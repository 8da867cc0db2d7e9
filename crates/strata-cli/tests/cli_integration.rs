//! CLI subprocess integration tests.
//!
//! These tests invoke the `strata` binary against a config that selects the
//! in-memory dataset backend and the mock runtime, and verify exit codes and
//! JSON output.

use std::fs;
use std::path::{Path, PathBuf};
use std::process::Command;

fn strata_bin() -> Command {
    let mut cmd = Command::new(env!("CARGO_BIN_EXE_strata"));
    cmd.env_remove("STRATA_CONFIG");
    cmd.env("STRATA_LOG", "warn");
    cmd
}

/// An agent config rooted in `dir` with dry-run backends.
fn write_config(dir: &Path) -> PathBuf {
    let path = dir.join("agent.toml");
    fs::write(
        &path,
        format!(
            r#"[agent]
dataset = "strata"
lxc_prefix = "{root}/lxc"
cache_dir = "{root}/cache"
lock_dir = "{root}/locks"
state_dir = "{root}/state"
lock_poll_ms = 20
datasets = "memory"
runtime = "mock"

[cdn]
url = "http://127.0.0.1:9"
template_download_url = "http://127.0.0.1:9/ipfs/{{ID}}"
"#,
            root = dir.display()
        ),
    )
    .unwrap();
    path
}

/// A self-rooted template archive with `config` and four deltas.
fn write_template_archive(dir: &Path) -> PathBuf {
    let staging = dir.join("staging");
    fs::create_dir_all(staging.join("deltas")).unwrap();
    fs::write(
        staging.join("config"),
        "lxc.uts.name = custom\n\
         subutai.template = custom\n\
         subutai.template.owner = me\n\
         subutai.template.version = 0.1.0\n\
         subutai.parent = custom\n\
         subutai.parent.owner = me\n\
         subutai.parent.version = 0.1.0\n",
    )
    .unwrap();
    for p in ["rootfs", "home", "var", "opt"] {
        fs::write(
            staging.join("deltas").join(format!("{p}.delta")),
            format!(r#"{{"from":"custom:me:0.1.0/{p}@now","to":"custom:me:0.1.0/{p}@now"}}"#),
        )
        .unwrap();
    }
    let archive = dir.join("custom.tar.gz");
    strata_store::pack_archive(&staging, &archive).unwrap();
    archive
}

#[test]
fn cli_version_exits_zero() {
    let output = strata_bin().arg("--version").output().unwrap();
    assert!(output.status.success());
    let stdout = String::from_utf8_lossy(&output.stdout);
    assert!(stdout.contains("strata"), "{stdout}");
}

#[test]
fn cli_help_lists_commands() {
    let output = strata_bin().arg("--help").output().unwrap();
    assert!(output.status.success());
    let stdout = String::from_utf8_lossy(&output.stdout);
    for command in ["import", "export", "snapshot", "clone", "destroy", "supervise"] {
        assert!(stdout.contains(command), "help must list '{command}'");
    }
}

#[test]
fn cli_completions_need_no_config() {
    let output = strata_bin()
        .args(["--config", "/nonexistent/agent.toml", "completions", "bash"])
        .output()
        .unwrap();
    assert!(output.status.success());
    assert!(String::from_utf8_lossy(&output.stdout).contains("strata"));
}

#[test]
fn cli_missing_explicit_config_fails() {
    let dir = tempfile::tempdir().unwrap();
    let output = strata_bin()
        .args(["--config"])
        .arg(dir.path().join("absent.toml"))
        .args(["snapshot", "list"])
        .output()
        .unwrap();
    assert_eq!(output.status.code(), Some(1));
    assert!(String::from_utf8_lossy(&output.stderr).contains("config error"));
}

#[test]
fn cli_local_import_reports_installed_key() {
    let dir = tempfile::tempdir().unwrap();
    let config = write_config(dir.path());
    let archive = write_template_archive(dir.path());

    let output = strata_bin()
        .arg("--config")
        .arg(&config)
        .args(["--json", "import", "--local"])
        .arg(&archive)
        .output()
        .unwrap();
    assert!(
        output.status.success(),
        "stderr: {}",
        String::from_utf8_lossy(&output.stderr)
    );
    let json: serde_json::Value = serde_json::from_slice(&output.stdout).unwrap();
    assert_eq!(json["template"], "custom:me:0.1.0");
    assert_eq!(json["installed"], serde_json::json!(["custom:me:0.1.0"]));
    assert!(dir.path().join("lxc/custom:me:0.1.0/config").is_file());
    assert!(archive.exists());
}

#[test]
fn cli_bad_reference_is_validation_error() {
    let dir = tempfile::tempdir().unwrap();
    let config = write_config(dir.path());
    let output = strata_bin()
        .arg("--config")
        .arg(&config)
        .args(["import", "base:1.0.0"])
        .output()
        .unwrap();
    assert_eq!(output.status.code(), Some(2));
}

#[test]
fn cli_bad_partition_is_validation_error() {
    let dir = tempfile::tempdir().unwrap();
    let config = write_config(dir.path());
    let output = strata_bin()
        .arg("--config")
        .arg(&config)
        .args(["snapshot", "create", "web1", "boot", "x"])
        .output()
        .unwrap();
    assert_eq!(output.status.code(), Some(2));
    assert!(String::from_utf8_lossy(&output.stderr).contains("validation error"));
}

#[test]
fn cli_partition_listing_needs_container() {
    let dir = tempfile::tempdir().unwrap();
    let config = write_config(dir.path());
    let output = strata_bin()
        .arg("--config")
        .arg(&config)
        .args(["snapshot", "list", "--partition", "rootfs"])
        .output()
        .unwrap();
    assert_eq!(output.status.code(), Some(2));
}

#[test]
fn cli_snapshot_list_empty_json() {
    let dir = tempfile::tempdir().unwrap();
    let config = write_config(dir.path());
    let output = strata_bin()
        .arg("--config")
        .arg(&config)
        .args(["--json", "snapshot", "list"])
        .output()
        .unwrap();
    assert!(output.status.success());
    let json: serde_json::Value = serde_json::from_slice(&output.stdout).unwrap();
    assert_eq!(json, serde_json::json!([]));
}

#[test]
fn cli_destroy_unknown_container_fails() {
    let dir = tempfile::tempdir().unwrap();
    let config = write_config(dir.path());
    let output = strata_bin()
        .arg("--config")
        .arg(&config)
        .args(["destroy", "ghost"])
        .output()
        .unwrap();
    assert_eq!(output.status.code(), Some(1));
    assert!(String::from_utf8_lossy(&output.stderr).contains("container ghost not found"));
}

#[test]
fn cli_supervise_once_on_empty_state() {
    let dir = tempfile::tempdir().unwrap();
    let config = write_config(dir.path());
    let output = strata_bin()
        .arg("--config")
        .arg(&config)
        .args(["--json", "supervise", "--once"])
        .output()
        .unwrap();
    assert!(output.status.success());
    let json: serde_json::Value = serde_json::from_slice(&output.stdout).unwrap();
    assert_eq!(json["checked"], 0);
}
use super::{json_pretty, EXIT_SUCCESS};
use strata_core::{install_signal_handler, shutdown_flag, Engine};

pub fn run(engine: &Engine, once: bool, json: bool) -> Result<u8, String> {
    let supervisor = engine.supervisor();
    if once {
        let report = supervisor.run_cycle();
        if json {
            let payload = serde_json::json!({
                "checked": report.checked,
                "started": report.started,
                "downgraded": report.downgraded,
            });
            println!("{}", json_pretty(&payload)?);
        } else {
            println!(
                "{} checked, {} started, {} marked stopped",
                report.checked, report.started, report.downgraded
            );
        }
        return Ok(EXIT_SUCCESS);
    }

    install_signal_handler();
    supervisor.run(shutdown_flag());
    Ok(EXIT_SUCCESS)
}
══════════
**The problem**
Repeat the data word for word. Leave nothing out.

**Exercise answer**
repository 8da867cc0db2d7e9
filename crates/strata-cli/tests/cli_integration.rs
//! CLI subprocess integration tests.
//!
//! These tests invoke the `strata` binary against a config that selects the
//! in-memory dataset backend and the mock runtime, and verify exit codes and
//! JSON output.

use std::fs;
use std::path::{Path, PathBuf};
use std::process::Command;

fn strata_bin() -> Command {
    let mut cmd = Command::new(env!("CARGO_BIN_EXE_strata"));
    cmd.env_remove("STRATA_CONFIG");
    cmd.env("STRATA_LOG", "warn");
    cmd
}

/// An agent config rooted in `dir` with dry-run backends.
fn write_config(dir: &Path) -> PathBuf {
    let path = dir.join("agent.toml");
    fs::write(
        &path,
        format!(
            r#"[agent]
dataset = "strata"
lxc_prefix = "{root}/lxc"
cache_dir = "{root}/cache"
lock_dir = "{root}/locks"
state_dir = "{root}/state"
lock_poll_ms = 20
datasets = "memory"
runtime = "mock"

[cdn]
url = "http://127.0.0.1:9"
template_download_url = "http://127.0.0.1:9/ipfs/{{ID}}"
"#,
            root = dir.display()
        ),
    )
    .unwrap();
    path
}

/// A self-rooted template archive with `config` and four deltas.
fn write_template_archive(dir: &Path) -> PathBuf {
    let staging = dir.join("staging");
    fs::create_dir_all(staging.join("deltas")).unwrap();
    fs::write(
        staging.join("config"),
        "lxc.uts.name = custom\n\
         subutai.template = custom\n\
         subutai.template.owner = me\n\
         subutai.template.version = 0.1.0\n\
         subutai.parent = custom\n\
         subutai.parent.owner = me\n\
         subutai.parent.version = 0.1.0\n",
    )
    .unwrap();
    for p in ["rootfs", "home", "var", "opt"] {
        fs::write(
            staging.join("deltas").join(format!("{p}.delta")),
            format!(r#"{{"from":"custom:me:0.1.0/{p}@now","to":"custom:me:0.1.0/{p}@now"}}"#),
        )
        .unwrap();
    }
    let archive = dir.join("custom.tar.gz");
    strata_store::pack_archive(&staging, &archive).unwrap();
    archive
}

#[test]
fn cli_version_exits_zero() {
    let output = strata_bin().arg("--version").output().unwrap();
    assert!(output.status.success());
    let stdout = String::from_utf8_lossy(&output.stdout);
    assert!(stdout.contains("strata"), "{stdout}");
}

#[test]
fn cli_help_lists_commands() {
    let output = strata_bin().arg("--help").output().unwrap();
    assert!(output.status.success());
    let stdout = String::from_utf8_lossy(&output.stdout);
    for command in ["import", "export", "snapshot", "clone", "destroy", "supervise"] {
        assert!(stdout.contains(command), "help must list '{command}'");
    }
}

#[test]
fn cli_completions_need_no_config() {
    let output = strata_bin()
        .args(["--config", "/nonexistent/agent.toml", "completions", "bash"])
        .output()
        .unwrap();
    assert!(output.status.success());
    assert!(String::from_utf8_lossy(&output.stdout).contains("strata"));
}

#[test]
fn cli_missing_explicit_config_fails() {
    let dir = tempfile::tempdir().unwrap();
    let output = strata_bin()
        .args(["--config"])
        .arg(dir.path().join("absent.toml"))
        .args(["snapshot", "list"])
        .output()
        .unwrap();
    assert_eq!(output.status.code(), Some(1));
    assert!(String::from_utf8_lossy(&output.stderr).contains("config error"));
}

#[test]
fn cli_local_import_reports_installed_key() {
    let dir = tempfile::tempdir().unwrap();
    let config = write_config(dir.path());
    let archive = write_template_archive(dir.path());

    let output = strata_bin()
        .arg("--config")
        .arg(&config)
        .args(["--json", "import", "--local"])
        .arg(&archive)
        .output()
        .unwrap();
    assert!(
        output.status.success(),
        "stderr: {}",
        String::from_utf8_lossy(&output.stderr)
    );
    let json: serde_json::Value = serde_json::from_slice(&output.stdout).unwrap();
    assert_eq!(json["template"], "custom:me:0.1.0");
    assert_eq!(json["installed"], serde_json::json!(["custom:me:0.1.0"]));
    assert!(dir.path().join("lxc/custom:me:0.1.0/config").is_file());
    assert!(archive.exists());
}

#[test]
fn cli_bad_reference_is_validation_error() {
    let dir = tempfile::tempdir().unwrap();
    let config = write_config(dir.path());
    let output = strata_bin()
        .arg("--config")
        .arg(&config)
        .args(["import", "base:1.0.0"])
        .output()
        .unwrap();
    assert_eq!(output.status.code(), Some(2));
}

#[test]
fn cli_bad_partition_is_validation_error() {
    let dir = tempfile::tempdir().unwrap();
    let config = write_config(dir.path());
    let output = strata_bin()
        .arg("--config")
        .arg(&config)
        .args(["snapshot", "create", "web1", "boot", "x"])
        .output()
        .unwrap();
    assert_eq!(output.status.code(), Some(2));
    assert!(String::from_utf8_lossy(&output.stderr).contains("validation error"));
}

#[test]
fn cli_partition_listing_needs_container() {
    let dir = tempfile::tempdir().unwrap();
    let config = write_config(dir.path());
    let output = strata_bin()
        .arg("--config")
        .arg(&config)
        .args(["snapshot", "list", "--partition", "rootfs"])
        .output()
        .unwrap();
    assert_eq!(output.status.code(), Some(2));
}

#[test]
fn cli_snapshot_list_empty_json() {
    let dir = tempfile::tempdir().unwrap();
    let config = write_config(dir.path());
    let output = strata_bin()
        .arg("--config")
        .arg(&config)
        .args(["--json", "snapshot", "list"])
        .output()
        .unwrap();
    assert!(output.status.success());
    let json: serde_json::Value = serde_json::from_slice(&output.stdout).unwrap();
    assert_eq!(json, serde_json::json!([]));
}

#[test]
fn cli_destroy_unknown_container_fails() {
    let dir = tempfile::tempdir().unwrap();
    let config = write_config(dir.path());
    let output = strata_bin()
        .arg("--config")
        .arg(&config)
        .args(["destroy", "ghost"])
        .output()
        .unwrap();
    assert_eq!(output.status.code(), Some(1));
    assert!(String::from_utf8_lossy(&output.stderr).contains("container ghost not found"));
}

#[test]
fn cli_supervise_once_on_empty_state() {
    let dir = tempfile::tempdir().unwrap();
    let config = write_config(dir.path());
    let output = strata_bin()
        .arg("--config")
        .arg(&config)
        .args(["--json", "supervise", "--once"])
        .output()
        .unwrap();
    assert!(output.status.success());
    let json: serde_json::Value = serde_json::from_slice(&output.stdout).unwrap();
    assert_eq!(json["checked"], 0);
}
use super::{json_pretty, EXIT_SUCCESS};
use strata_core::{install_signal_handler, shutdown_flag, Engine};

pub fn run(engine: &Engine, once: bool, json: bool) -> Result<u8, String> {
    let supervisor = engine.supervisor();
    if once {
        let report = supervisor.run_cycle();
        if json {
            let payload = serde_json::json!({
                "checked": report.checked,
                "started": report.started,
                "downgraded": report.downgraded,
            });
            println!("{}", json_pretty(&payload)?);
        } else {
            println!(
                "{} checked, {} started, {} marked stopped",
                report.checked, report.started, report.downgraded
            );
        }
        return Ok(EXIT_SUCCESS);
    }

    install_signal_handler();
    supervisor.run(shutdown_flag());
    Ok(EXIT_SUCCESS)
}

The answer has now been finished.